14 KiB
Half-Inverse Gradients
The scale-invariant physics updates (SIPs) of the previous chapters illustrated the importance of inverting the direction of the update step (in addition to making use of higher order terms). We'll now turn to an alternative for achieving the inversion, the so-called Half-Inverse Gradients (HIGs) {cite}schnell2022hig
. They come with their own set of pros and cons, and thus provide an interesting alternative for computing improved update steps for physics-based deep learning tasks.

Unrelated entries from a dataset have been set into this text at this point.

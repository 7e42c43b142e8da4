//! Embedded reference data backing the static tier.

pub struct StaticCountry {
    pub code: &'static str,
    pub name: &'static str,
    pub currency: &'static str,
    pub calling_code: &'static str,
    pub capital: &'static str,
    pub region: &'static str,
}

pub struct StaticCity {
    pub country: &'static str,
    pub name: &'static str,
    pub region: &'static str,
    pub population: u64,
    pub lat: f64,
    pub lng: f64,
    pub postal_codes: &'static [&'static str],
}

macro_rules! country {
    ($code:literal, $name:literal, $cur:literal, $cc:literal, $cap:literal, $reg:literal) => {
        StaticCountry {
            code: $code,
            name: $name,
            currency: $cur,
            calling_code: $cc,
            capital: $cap,
            region: $reg,
        }
    };
}

macro_rules! city {
    ($cc:literal, $name:literal, $reg:literal, $pop:literal, $lat:literal, $lng:literal, [$($pc:literal),*]) => {
        StaticCity {
            country: $cc,
            name: $name,
            region: $reg,
            population: $pop,
            lat: $lat,
            lng: $lng,
            postal_codes: &[$($pc),*],
        }
    };
}

pub static COUNTRIES: &[StaticCountry] = &[
    country!("AR", "Argentina", "ARS", "+54", "Buenos Aires", "Americas"),
    country!("AT", "Austria", "EUR", "+43", "Vienna", "Europe"),
    country!("AU", "Australia", "AUD", "+61", "Canberra", "Oceania"),
    country!("BE", "Belgium", "EUR", "+32", "Brussels", "Europe"),
    country!("BR", "Brazil", "BRL", "+55", "Brasília", "Americas"),
    country!("CA", "Canada", "CAD", "+1", "Ottawa", "Americas"),
    country!("CH", "Switzerland", "CHF", "+41", "Bern", "Europe"),
    country!("CN", "China", "CNY", "+86", "Beijing", "Asia"),
    country!("DE", "Germany", "EUR", "+49", "Berlin", "Europe"),
    country!("DK", "Denmark", "DKK", "+45", "Copenhagen", "Europe"),
    country!("ES", "Spain", "EUR", "+34", "Madrid", "Europe"),
    country!("FR", "France", "EUR", "+33", "Paris", "Europe"),
    country!("GB", "United Kingdom", "GBP", "+44", "London", "Europe"),
    country!("IE", "Ireland", "EUR", "+353", "Dublin", "Europe"),
    country!("IN", "India", "INR", "+91", "New Delhi", "Asia"),
    country!("IT", "Italy", "EUR", "+39", "Rome", "Europe"),
    country!("JP", "Japan", "JPY", "+81", "Tokyo", "Asia"),
    country!("LU", "Luxembourg", "EUR", "+352", "Luxembourg", "Europe"),
    country!("MA", "Morocco", "MAD", "+212", "Rabat", "Africa"),
    country!("MX", "Mexico", "MXN", "+52", "Mexico City", "Americas"),
    country!("NL", "Netherlands", "EUR", "+31", "Amsterdam", "Europe"),
    country!("NO", "Norway", "NOK", "+47", "Oslo", "Europe"),
    country!("PL", "Poland", "PLN", "+48", "Warsaw", "Europe"),
    country!("PT", "Portugal", "EUR", "+351", "Lisbon", "Europe"),
    country!("SE", "Sweden", "SEK", "+46", "Stockholm", "Europe"),
    country!("SN", "Senegal", "XOF", "+221", "Dakar", "Africa"),
    country!("US", "United States", "USD", "+1", "Washington, D.C.", "Americas"),
];

pub static CITIES: &[StaticCity] = &[
    city!("FR", "Paris", "Île-de-France", 2_133_111, 48.8566, 2.3522, ["75001", "75002", "75003", "75004", "75005", "75006", "75007", "75008"]),
    city!("FR", "Marseille", "Provence-Alpes-Côte d'Azur", 870_321, 43.2965, 5.3698, ["13001", "13002", "13003", "13004"]),
    city!("FR", "Lyon", "Auvergne-Rhône-Alpes", 522_250, 45.7640, 4.8357, ["69001", "69002", "69003"]),
    city!("FR", "Toulouse", "Occitanie", 493_465, 43.6047, 1.4442, ["31000", "31100", "31200"]),
    city!("FR", "Nice", "Provence-Alpes-Côte d'Azur", 342_669, 43.7102, 7.2620, ["06000", "06100", "06200"]),
    city!("FR", "Nantes", "Pays de la Loire", 320_732, 47.2184, -1.5536, ["44000", "44100", "44200"]),
    city!("FR", "Pau", "Nouvelle-Aquitaine", 75_665, 43.2951, -0.3708, ["64000"]),
    city!("DE", "Berlin", "Berlin", 3_664_088, 52.5200, 13.4050, ["10115", "10117", "10119"]),
    city!("DE", "Hamburg", "Hamburg", 1_852_478, 53.5511, 9.9937, ["20095", "20097", "20099"]),
    city!("DE", "München", "Bayern", 1_488_202, 48.1351, 11.5820, ["80331", "80333", "80335"]),
    city!("DE", "Köln", "Nordrhein-Westfalen", 1_083_498, 50.9375, 6.9603, ["50667", "50668"]),
    city!("DE", "Frankfurt am Main", "Hessen", 764_104, 50.1109, 8.6821, ["60311", "60313"]),
    city!("GB", "London", "England", 8_982_000, 51.5074, -0.1278, ["SW1A 1AA", "EC1A 1BB", "W1A 0AX"]),
    city!("GB", "Manchester", "England", 553_230, 53.4808, -2.2426, ["M1 1AE", "M2 3WQ"]),
    city!("GB", "Edinburgh", "Scotland", 527_620, 55.9533, -3.1883, ["EH1 1YZ", "EH2 2BY"]),
    city!("ES", "Madrid", "Comunidad de Madrid", 3_305_408, 40.4168, -3.7038, ["28001", "28002", "28003"]),
    city!("ES", "Barcelona", "Cataluña", 1_636_762, 41.3874, 2.1686, ["08001", "08002", "08003"]),
    city!("IT", "Roma", "Lazio", 2_872_800, 41.9028, 12.4964, ["00118", "00119", "00120"]),
    city!("IT", "Milano", "Lombardia", 1_396_059, 45.4642, 9.1900, ["20121", "20122", "20123"]),
    city!("NL", "Amsterdam", "Noord-Holland", 872_680, 52.3676, 4.9041, ["1011 AB", "1012 JS"]),
    city!("NL", "Rotterdam", "Zuid-Holland", 651_446, 51.9244, 4.4777, ["3011 AA", "3012 CL"]),
    city!("BE", "Bruxelles", "Bruxelles-Capitale", 185_103, 50.8503, 4.3517, ["1000", "1020"]),
    city!("BE", "Antwerpen", "Vlaanderen", 529_247, 51.2194, 4.4025, ["2000", "2018"]),
    city!("CH", "Zürich", "Zürich", 421_878, 47.3769, 8.5417, ["8001", "8002", "8003"]),
    city!("CH", "Genève", "Genève", 203_856, 46.2044, 6.1432, ["1201", "1202"]),
    city!("US", "New York", "New York", 8_336_817, 40.7128, -74.0060, ["10001", "10002", "10003"]),
    city!("US", "Los Angeles", "California", 3_979_576, 34.0522, -118.2437, ["90001", "90002"]),
    city!("US", "Chicago", "Illinois", 2_693_976, 41.8781, -87.6298, ["60601", "60602"]),
    city!("CA", "Toronto", "Ontario", 2_731_571, 43.6532, -79.3832, ["M5H 2N2", "M5V 3L9"]),
    city!("CA", "Montréal", "Québec", 1_704_694, 45.5017, -73.5673, ["H2Y 1C6", "H3B 1A7"]),
    city!("JP", "Tokyo", "Tokyo", 13_960_000, 35.6762, 139.6503, ["100-0001", "100-0005"]),
    city!("JP", "Osaka", "Osaka", 2_691_000, 34.6937, 135.5023, ["530-0001", "530-0003"]),
    city!("PT", "Lisboa", "Lisboa", 505_526, 38.7223, -9.1393, ["1100-148", "1200-109"]),
    city!("PT", "Porto", "Porto", 231_800, 41.1579, -8.6291, ["4000-322", "4050-011"]),
    city!("PL", "Warszawa", "Mazowieckie", 1_790_658, 52.2297, 21.0122, ["00-001", "00-002"]),
    city!("SE", "Stockholm", "Stockholm", 975_551, 59.3293, 18.0686, ["111 20", "111 21"]),
    city!("MA", "Casablanca", "Casablanca-Settat", 3_359_818, 33.5731, -7.5898, ["20000", "20250"]),
    city!("SN", "Dakar", "Dakar", 1_146_053, 14.7167, -17.4677, ["10000", "10200"]),
];

/// Look up a country by code (case-insensitive).
pub fn country(code: &str) -> Option<&'static StaticCountry> {
    COUNTRIES.iter().find(|c| c.code.eq_ignore_ascii_case(code.trim()))
}

/// Calling code for a country, used to back-fill remote sources that omit it.
pub fn calling_code(code: &str) -> Option<&'static str> {
    country(code).map(|c| c.calling_code)
}
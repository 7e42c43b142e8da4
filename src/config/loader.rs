//! Configuration loading from disk.

use std::fs;
use std::path::Path;
use thiserror::Error;

use crate::config::schema::CheckoutConfig;
use crate::config::validation::{validate_config, ValidationError};

/// Error type for configuration loading.
#[derive(Debug, Error)]
pub enum ConfigError {
    #[error("IO error: {0}")]
    Io(#[from] std::io::Error),

    #[error("Parse error: {0}")]
    Parse(#[from] toml::de::Error),

    #[error("Validation failed: {}", join_errors(.0))]
    Validation(Vec<ValidationError>),
}

fn join_errors(errors: &[ValidationError]) -> String {
    errors
        .iter()
        .map(|e| e.to_string())
        .collect::<Vec<_>>()
        .join(", ")
}

/// Parse and validate configuration from a TOML string.
pub fn parse_config(content: &str) -> Result<CheckoutConfig, ConfigError> {
    let config: CheckoutConfig = toml::from_str(content)?;
    validate_config(&config).map_err(ConfigError::Validation)?;
    Ok(config)
}

/// Load and validate configuration from a TOML file.
pub fn load_config(path: &Path) -> Result<CheckoutConfig, ConfigError> {
    let content = fs::read_to_string(path)?;
    parse_config(&content)
}
//! Pattern-based postal code synthesis.
//!
//! Used when no tier knows any postal code for a city. The country's example
//! code becomes a template (`#` for a digit, `@` for a letter, anything else
//! literal) and a generator seeded from the country and city fills it in, so
//! the same city always yields the same codes and every code passes the
//! country's validation pattern.

use crate::geo::types::{fold_key, normalize_code};
use crate::validation::postal::{example_for, GENERIC_EXAMPLE};

const FNV_OFFSET: u64 = 0xcbf2_9ce4_8422_2325;
const FNV_PRIME: u64 = 0x0000_0100_0000_01b3;

/// Attempts per requested code before giving up on finding distinct ones.
const ATTEMPTS_PER_CODE: usize = 8;

/// Template for a country's codes.
pub fn template_for(country: &str) -> String {
    example_for(country)
        .unwrap_or(GENERIC_EXAMPLE)
        .chars()
        .map(|c| {
            if c.is_ascii_digit() {
                '#'
            } else if c.is_ascii_alphabetic() {
                '@'
            } else {
                c
            }
        })
        .collect()
}

fn fnv1a(bytes: &[u8]) -> u64 {
    bytes.iter().fold(FNV_OFFSET, |hash, b| {
        (hash ^ u64::from(*b)).wrapping_mul(FNV_PRIME)
    })
}

struct Xorshift64(u64);

impl Xorshift64 {
    fn new(seed: u64) -> Self {
        // Zero is a fixed point of xorshift.
        Self(seed | 1)
    }

    fn next(&mut self) -> u64 {
        let mut x = self.0;
        x ^= x << 13;
        x ^= x >> 7;
        x ^= x << 17;
        self.0 = x;
        x
    }

    fn below(&mut self, n: u64) -> u64 {
        self.next() % n
    }
}

fn fill(template: &str, rng: &mut Xorshift64) -> String {
    template
        .chars()
        .map(|c| match c {
            '#' => char::from(b'0' + rng.below(10) as u8),
            '@' => char::from(b'A' + rng.below(26) as u8),
            other => other,
        })
        .collect()
}

/// Up to `count` distinct, sorted codes for a city.
pub fn synthesize_postal_codes(country: &str, city: &str, count: usize) -> Vec<String> {
    let country = normalize_code(country);
    let template = template_for(&country);
    let seed = fnv1a(format!("{}:{}", country, fold_key(city)).as_bytes());
    let mut rng = Xorshift64::new(seed);

    let mut codes: Vec<String> = Vec::with_capacity(count);
    for _ in 0..count.saturating_mul(ATTEMPTS_PER_CODE) {
        if codes.len() == count {
            break;
        }
        let code = fill(&template, &mut rng);
        if !codes.contains(&code) {
            codes.push(code);
        }
    }
    codes.sort();
    codes
}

Unlike the SIPs, they do not require an analytical inverse solver. The HIGs jointly invert the neural network part as well as the physical model. As a drawback, they require an SVD for a large Jacobian matrix.
:class: tip
More specifically the HIGs:
- do not require an analytical inverse solver (in contrast to SIPs),
- and they jointly invert the neural network part as well as the physical model.
As a drawback, HIGs:
- require an SVD for a large Jacobian matrix,
- and are based on first-order information (similar to regular gradients).
Howver, in contrast to regular gradients, they use the full Jacobian matrix. So as we'll see below, they typically outperform regular GD and Adam significantly.
Derivation
As mentioned during the derivation of inverse simulator updates in {eq}quasi-newton-update
, the update for regular Newton steps uses the inverse Hessian matrix. If we rewrite its update for the case of an L^2
loss, we arrive at the Gauss-Newton (GN) method:
\Delta \theta_{\mathrm{GN}}
= - \eta \Bigg( \bigg(\frac{\partial y}{\partial \theta}\bigg)^{T} \cdot \bigg(\frac{\partial y}{\partial \theta}\bigg) \Bigg)^{-1} \cdot
\bigg(\frac{\partial y}{\partial \theta}\bigg)^{T} \cdot \bigg(\frac{\partial L}{\partial y}\bigg)^{T} .
$$ (gauss-newton-update-full)
For a full-rank Jacobian $\partial y / \partial \theta$, the transposed Jacobian cancels out, and the equation simplifies to
\Delta \theta_{\mathrm{GN}}
= - \eta \bigg(\frac{\partial y}{\partial \theta}\bigg) ^{-1} \cdot
\bigg(\frac{\partial L}{\partial y}\bigg)^{T} .
(gauss-newton-update)
This looks much simpler, but still leaves us with a Jacobian matrix to invert. This Jacobian is typically non-square, and has small singular values which cause problems during inversion. Naively applying methods like Gauss-Newton can quickly explode. However, as we're dealing with cases where we have a physics solver in the training loop, the small singular values are often relevant for the physics. Hence, we don't want to just discard these parts of the learning signal, but rather preserve as many of them as possible.
This motivates the HIG update, which employs a partial and truncated inversion of the form
\Delta \theta_{\mathrm{HIG}} = - \eta \cdot \bigg(\frac{\partial y}{\partial \theta}\bigg)^{-1/2} \cdot \bigg(\frac{\partial L}{\partial y}\bigg)^{T} ,
(hig-update)
where the square-root for $^{-1/2}$ is computed via an SVD, and denotes the half-inverse. I.e., for a matrix $A$,
we compute its half-inverse via a singular value decomposition as $A^{-1/2} = V \Lambda^{-1/2} U^T$, where $\Lambda$ contains the singular values.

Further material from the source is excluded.